● **Data provided**
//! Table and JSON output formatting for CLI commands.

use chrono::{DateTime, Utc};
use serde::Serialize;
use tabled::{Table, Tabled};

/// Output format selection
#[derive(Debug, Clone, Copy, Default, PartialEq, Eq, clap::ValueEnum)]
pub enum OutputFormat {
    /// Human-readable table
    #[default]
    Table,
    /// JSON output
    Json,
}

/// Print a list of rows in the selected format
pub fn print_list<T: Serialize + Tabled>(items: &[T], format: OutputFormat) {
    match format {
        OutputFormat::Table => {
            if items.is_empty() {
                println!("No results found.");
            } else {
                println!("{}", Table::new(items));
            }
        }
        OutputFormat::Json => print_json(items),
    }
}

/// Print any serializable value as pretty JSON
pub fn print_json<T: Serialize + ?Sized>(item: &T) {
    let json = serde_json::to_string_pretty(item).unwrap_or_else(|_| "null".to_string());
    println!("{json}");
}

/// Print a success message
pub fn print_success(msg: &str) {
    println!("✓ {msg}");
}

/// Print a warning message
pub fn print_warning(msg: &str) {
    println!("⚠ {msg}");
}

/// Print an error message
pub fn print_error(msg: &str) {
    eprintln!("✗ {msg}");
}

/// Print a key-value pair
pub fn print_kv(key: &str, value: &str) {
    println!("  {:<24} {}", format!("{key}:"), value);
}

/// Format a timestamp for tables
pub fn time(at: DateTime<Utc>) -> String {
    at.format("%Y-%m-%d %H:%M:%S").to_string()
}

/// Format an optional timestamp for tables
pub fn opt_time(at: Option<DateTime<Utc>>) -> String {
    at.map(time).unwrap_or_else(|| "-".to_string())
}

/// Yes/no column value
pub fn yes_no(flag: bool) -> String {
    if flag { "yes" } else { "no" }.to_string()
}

--

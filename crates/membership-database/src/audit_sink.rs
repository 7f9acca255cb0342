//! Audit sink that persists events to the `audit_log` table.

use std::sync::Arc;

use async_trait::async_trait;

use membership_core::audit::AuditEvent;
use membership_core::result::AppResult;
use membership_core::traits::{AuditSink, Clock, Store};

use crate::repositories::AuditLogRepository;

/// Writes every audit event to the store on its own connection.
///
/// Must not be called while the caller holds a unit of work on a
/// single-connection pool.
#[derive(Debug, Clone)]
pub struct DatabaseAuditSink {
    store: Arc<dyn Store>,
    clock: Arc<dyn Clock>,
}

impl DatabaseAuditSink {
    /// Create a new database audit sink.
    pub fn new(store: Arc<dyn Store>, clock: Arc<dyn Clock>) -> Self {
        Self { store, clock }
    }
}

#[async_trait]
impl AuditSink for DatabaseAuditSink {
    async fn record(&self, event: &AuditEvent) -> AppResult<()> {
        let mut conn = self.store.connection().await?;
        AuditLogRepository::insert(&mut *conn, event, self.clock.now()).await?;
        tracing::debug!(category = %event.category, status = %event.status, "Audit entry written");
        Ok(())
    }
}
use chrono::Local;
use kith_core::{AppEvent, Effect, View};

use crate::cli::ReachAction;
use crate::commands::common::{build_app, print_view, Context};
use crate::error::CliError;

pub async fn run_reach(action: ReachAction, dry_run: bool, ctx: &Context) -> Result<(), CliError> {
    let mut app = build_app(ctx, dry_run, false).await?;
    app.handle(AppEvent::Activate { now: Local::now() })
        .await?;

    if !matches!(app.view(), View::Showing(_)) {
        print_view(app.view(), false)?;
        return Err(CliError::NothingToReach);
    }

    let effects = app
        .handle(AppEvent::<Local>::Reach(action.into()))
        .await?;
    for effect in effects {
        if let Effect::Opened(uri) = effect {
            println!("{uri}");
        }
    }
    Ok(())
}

● **Task statement**
Reply with one number, the count of lines in the data that contain "commands".

● **Result**
2